First, you get the Vers (Poems). This is the work of a teenage Rimbaud, roughly from ages 15 to 20. He arrives in Paris, befriends (and famously clashes with) the poet Paul Verlaine, and proceeds to set French poetry on fire. Poems like 'Le Bateau ivre' ('The Drunken Boat') are chaotic, vivid trips. He doesn't just describe things; he makes you feel the color of vowels and the disorder of the senses. Then, around 1873, he writes Une Saison en Enfer ('A Season in Hell'), a blistering prose poem that feels like a self-diagnosis and a farewell.

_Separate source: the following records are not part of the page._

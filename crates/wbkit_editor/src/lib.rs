//! # wbkit Editor
//!
//! Write-side editor for Wikibase entities.
//!
//! The editor takes a normalized update, reduces it to the cheapest
//! remote call shape, and drives the call to completion:
//! - No net changes cost no remote call at all.
//! - A single term, alias-language, or statement change uses the
//!   matching single-field call; anything else is a full entity edit.
//! - Maxlag rejections back off exponentially up to a configured
//!   attempt bound; a rejected CSRF token is refreshed exactly once.
//! - An optional edit budget refuses further edits locally once
//!   exhausted.
//!
//! Network transport and token acquisition stay behind the
//! [`ApiTransport`] and [`TokenProvider`] traits; the crate ships mock
//! implementations for testing.

#![deny(unsafe_code)]
#![warn(missing_docs)]

mod config;
mod editor;
mod error;
mod guid;
mod reduction;
mod token;
mod transport;

pub use config::{EditOptions, EditorConfig};
pub use editor::WikibaseEditor;
pub use error::{EditorError, EditorResult};
pub use guid::{FixedGuidGenerator, GuidGenerator, RandomGuidGenerator};
pub use reduction::{reduce, EditCall};
pub use token::{StaticTokenProvider, TokenProvider};
pub use transport::{ApiTransport, MockTransport, Params};
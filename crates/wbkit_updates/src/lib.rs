//! # wbkit Updates
//!
//! Normalizing update builders describing intended changes to an
//! entity relative to a base revision.
//!
//! Builders accumulate operations in any order; `build()` returns an
//! immutable update normalized by these merge rules:
//! - At most one pending term operation per language survives; the
//!   last staged operation wins.
//! - Alias adds and removes of an equal term cancel; duplicates keep
//!   their first occurrence.
//! - A staged draft statement is cancelled only through the handle the
//!   builder issued for it.
//! - For one statement id targeted by both replace and remove, the
//!   last staged operation wins.
//!
//! ## Usage
//!
//! ```
//! use wbkit_datamodel::{EntityId, Term};
//! use wbkit_updates::ItemUpdateBuilder;
//!
//! let site = "http://www.wikidata.org/entity/";
//! let q42 = EntityId::parse("Q42", site).unwrap();
//!
//! let mut builder = ItemUpdateBuilder::for_entity(q42, 1234).unwrap();
//! builder
//!     .set_label(Term::new("en", "Douglas Adams"))
//!     .add_alias("en", "DNA")
//!     .remove_alias("en", "DNA");
//! let update = builder.build();
//!
//! // The alias add and remove cancelled out.
//! assert!(update.aliases().is_empty());
//! assert_eq!(update.labels().len(), 1);
//! ```

#![deny(unsafe_code)]
#![warn(missing_docs)]

mod alias;
mod entity;
mod statement;
mod term;

pub use alias::{AliasChange, AliasesUpdate, AliasesUpdateBuilder};
pub use entity::{
    EntityUpdate, FormUpdate, FormUpdateBuilder, ItemUpdate, ItemUpdateBuilder, LexemeUpdate,
    LexemeUpdateBuilder, MediaInfoUpdate, MediaInfoUpdateBuilder, PropertyUpdate,
    PropertyUpdateBuilder, SenseUpdate, SenseUpdateBuilder,
};
pub use statement::{DraftHandle, StatementUpdate, StatementUpdateBuilder};
pub use term::{TermOp, TermUpdate, TermUpdateBuilder};
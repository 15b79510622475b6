//! # Wikibase Kit Data Model
//!
//! Immutable value objects for a collaboratively-edited structured
//! knowledge base: entity identifiers, terms, snaks, statements and
//! entity documents.
//!
//! This crate provides:
//! - Validated entity identifiers for all entity kinds
//! - Terms and insertion-ordered term/alias maps
//! - The closed set of data value kinds
//! - Statements with qualifiers, references and ranks
//! - Per-kind entity documents with functional `with_*` derivations
//!
//! ## Key Invariants
//!
//! - Invalid identifiers are unrepresentable: every constructor
//!   validates before a value escapes
//! - Every statement in a document carries the document's own entity id
//!   as its subject
//! - Values are never mutated after construction; all change is by
//!   derivation of a new value
//! - Equality and hashing are fully structural, including revision ids

#![deny(unsafe_code)]
#![warn(missing_docs)]

mod document;
mod error;
mod id;
mod snak;
mod statement;
mod term;
mod value;

pub use document::{
    EntityDocument, FormDocument, ItemDocument, LexemeDocument, MediaInfoDocument,
    PropertyDocument, SenseDocument,
};
pub use error::{ModelError, ModelResult};
pub use id::{EntityId, EntityType};
pub use snak::Snak;
pub use statement::{Rank, Reference, SnakGroup, Statement, StatementGroup};
pub use term::{AliasMap, Term, TermMap};
pub use value::{DataValue, GlobeCoordinateValue, QuantityValue, TimeValue};
//! Statement GUID generation.

use uuid::Uuid;

/// Produces fresh statement ids of the form `<subjectId>$<token>`.
pub trait GuidGenerator: Send + Sync {
    /// Returns a fresh statement id for a subject.
    fn fresh_guid(&self, subject_id: &str) -> String;
}

impl<'a, G: GuidGenerator + ?Sized> GuidGenerator for &'a G {
    fn fresh_guid(&self, subject_id: &str) -> String {
        (**self).fresh_guid(subject_id)
    }
}

/// Generates ids from uppercase v4 UUIDs, matching the ids the remote
/// service itself assigns.
#[derive(Debug, Clone, Copy, Default)]
pub struct RandomGuidGenerator;

impl GuidGenerator for RandomGuidGenerator {
    fn fresh_guid(&self, subject_id: &str) -> String {
        let token = Uuid::new_v4().to_string().to_uppercase();
        format!("{subject_id}${token}")
    }
}

/// Generates ids from one fixed token, for deterministic tests.
#[derive(Debug, Clone)]
pub struct FixedGuidGenerator {
    token: String,
}

impl FixedGuidGenerator {
    /// Creates a generator that always uses the given token.
    pub fn new(token: impl Into<String>) -> Self {
        Self {
            token: token.into(),
        }
    }
}

impl GuidGenerator for FixedGuidGenerator {
    fn fresh_guid(&self, subject_id: &str) -> String {
        format!("{subject_id}${}", self.token)
    }
}
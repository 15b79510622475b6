//! # wbkit Wire Codec
//!
//! JSON encoding/decoding between the wbkit data model and the
//! Wikibase API wire format.
//!
//! This crate guarantees:
//! - Round-trip fidelity: decode then encode reproduces equivalent JSON
//! - Insertion order of term, alias and claims maps is preserved
//! - Unknown type tags are rejected, unknown document keys are ignored
//!
//! ## Wire Rules
//!
//! - Data values carry a `type` tag and a `value` payload
//! - Entity id values may appear as string id, (tag, numeric id) pair,
//!   or both; when both appear they must agree
//! - Statement ids are omitted for drafts; empty qualifier and
//!   reference collections are omitted entirely
//! - A missing `lastrevid` decodes as revision zero
//!
//! ## Usage
//!
//! ```
//! use wbkit_wire::{decode_entity_document, encode_entity_document};
//! use serde_json::json;
//!
//! let site = "http://www.wikidata.org/entity/";
//! let json = json!({ "type": "item", "id": "Q42", "lastrevid": 1234 });
//! let document = decode_entity_document(&json, site).unwrap();
//! assert_eq!(document.revision_id(), 1234);
//!
//! let encoded = encode_entity_document(&document).unwrap();
//! assert_eq!(encoded["id"], "Q42");
//! ```

#![deny(unsafe_code)]
#![warn(missing_docs)]

mod document;
mod error;
mod json;
mod statement;
mod value;

pub use document::{
    decode_alias_map, decode_claims, decode_entity_document, decode_term_map, encode_alias_map,
    encode_claims, encode_entity_document, encode_term_map,
};
pub use error::{CodecError, CodecResult};
pub use statement::{decode_statement, encode_statement};
pub use value::{decode_data_value, decode_snak, encode_data_value, encode_snak};

#[cfg(test)]
mod tests {
    use super::*;
    use proptest::prelude::*;
    use wbkit_datamodel::{DataValue, EntityId, ItemDocument, Snak, Statement, Term};

    const SITE: &str = "http://www.wikidata.org/entity/";

    fn arb_language() -> impl Strategy<Value = String> {
        prop::sample::select(vec!["en", "de", "fr", "pt-br", "zh-hans"])
            .prop_map(str::to_owned)
    }

    proptest! {
        #[test]
        fn text_value_round_trips(text in ".{0,40}") {
            let value = DataValue::Text(text);
            let encoded = encode_data_value(&value).unwrap();
            prop_assert_eq!(decode_data_value(&encoded, SITE).unwrap(), value);
        }

        #[test]
        fn monolingual_value_round_trips(language in arb_language(), text in ".{0,40}") {
            let value = DataValue::Monolingual(Term::new(language, text));
            let encoded = encode_data_value(&value).unwrap();
            prop_assert_eq!(decode_data_value(&encoded, SITE).unwrap(), value);
        }

        #[test]
        fn item_document_round_trips(
            serial in 1u64..1_000_000,
            revision in 0u64..1_000_000,
            label in ".{1,40}",
        ) {
            let id = EntityId::item(serial, SITE).unwrap();
            let property = EntityId::property(7, SITE).unwrap();
            let doc = ItemDocument::empty(id.clone())
                .unwrap()
                .with_label(Term::new("en", label))
                .with_statement(
                    Statement::draft(id, Snak::some_value(property))
                        .with_id(format!("Q{serial}$00000000-0000-0000-0000-000000000000")),
                )
                .with_revision_id(revision);
            let doc = wbkit_datamodel::EntityDocument::Item(doc);

            let encoded = encode_entity_document(&doc).unwrap();
            prop_assert_eq!(decode_entity_document(&encoded, SITE).unwrap(), doc);
        }
    }
}
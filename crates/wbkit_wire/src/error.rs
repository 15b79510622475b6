//! Error types for the wire codec.

use thiserror::Error;
use wbkit_datamodel::ModelError;

/// Result type for codec operations.
pub type CodecResult<T> = Result<T, CodecError>;

/// Errors that can occur during encoding or decoding.
#[derive(Error, Debug, Clone, PartialEq, Eq)]
pub enum CodecError {
    /// A type tag on the wire names a variant this codec does not know.
    #[error("unsupported wire type tag: {tag:?}")]
    UnsupportedWireType {
        /// The unknown tag value.
        tag: String,
    },

    /// A string id and a (tag, numeric id) pair disagree.
    #[error("inconsistent entity id: string id {id:?} does not match {expected:?}")]
    InconsistentId {
        /// The string id found on the wire.
        id: String,
        /// The id derived from the tag and numeric id.
        expected: String,
    },

    /// The JSON structure does not match the wire format.
    #[error("invalid wire structure: {message}")]
    InvalidStructure {
        /// Description of the structural error.
        message: String,
    },

    /// A decoded value failed data model validation.
    #[error("model error: {0}")]
    Model(#[from] ModelError),
}

impl CodecError {
    /// Creates an unsupported wire type error.
    pub fn unsupported_wire_type(tag: impl Into<String>) -> Self {
        Self::UnsupportedWireType { tag: tag.into() }
    }

    /// Creates an inconsistent id error.
    pub fn inconsistent_id(id: impl Into<String>, expected: impl Into<String>) -> Self {
        Self::InconsistentId {
            id: id.into(),
            expected: expected.into(),
        }
    }

    /// Creates an invalid structure error.
    pub fn invalid_structure(message: impl Into<String>) -> Self {
        Self::InvalidStructure {
            message: message.into(),
        }
    }
}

Act Two is the Proses, mainly Les Illuminations. These are cryptic, dazzling fragments—part dream journal, part cityscape painting. After this, around age 21, Rimbaud stopped writing literature completely. He spent the rest of his short life traveling, trading, and exploring in Africa and the Middle East. The book ends with his silence.

Why You Should Read It

You read Rimbaud not for a cozy story, but for the shock of pure, unedited imagination. His best lines hit you like a sudden, perfect chord. He gave permission to every artist after him to break the rules, to chase a wilder kind of truth. For me, the most compelling part is the contrast. The youthful poems are all explosive energy, while the later prose feels like the cooling, brilliant shards of that same mind. Reading it all together, you're tracing the path of a meteor: the bright, burning arc and the sudden drop into darkness.

Final Verdict

This collection is perfect for anyone who loves poetry that feels dangerous, or for readers curious about the myth of the 'cursed poet.' It's also great for creative people who've ever felt burnt out or wondered about the price of their own vision. It's not an easy, relaxing read—it demands your attention—but it's a short, powerful plunge into a mind that changed everything. Just be ready for some beautiful, unsettling weather.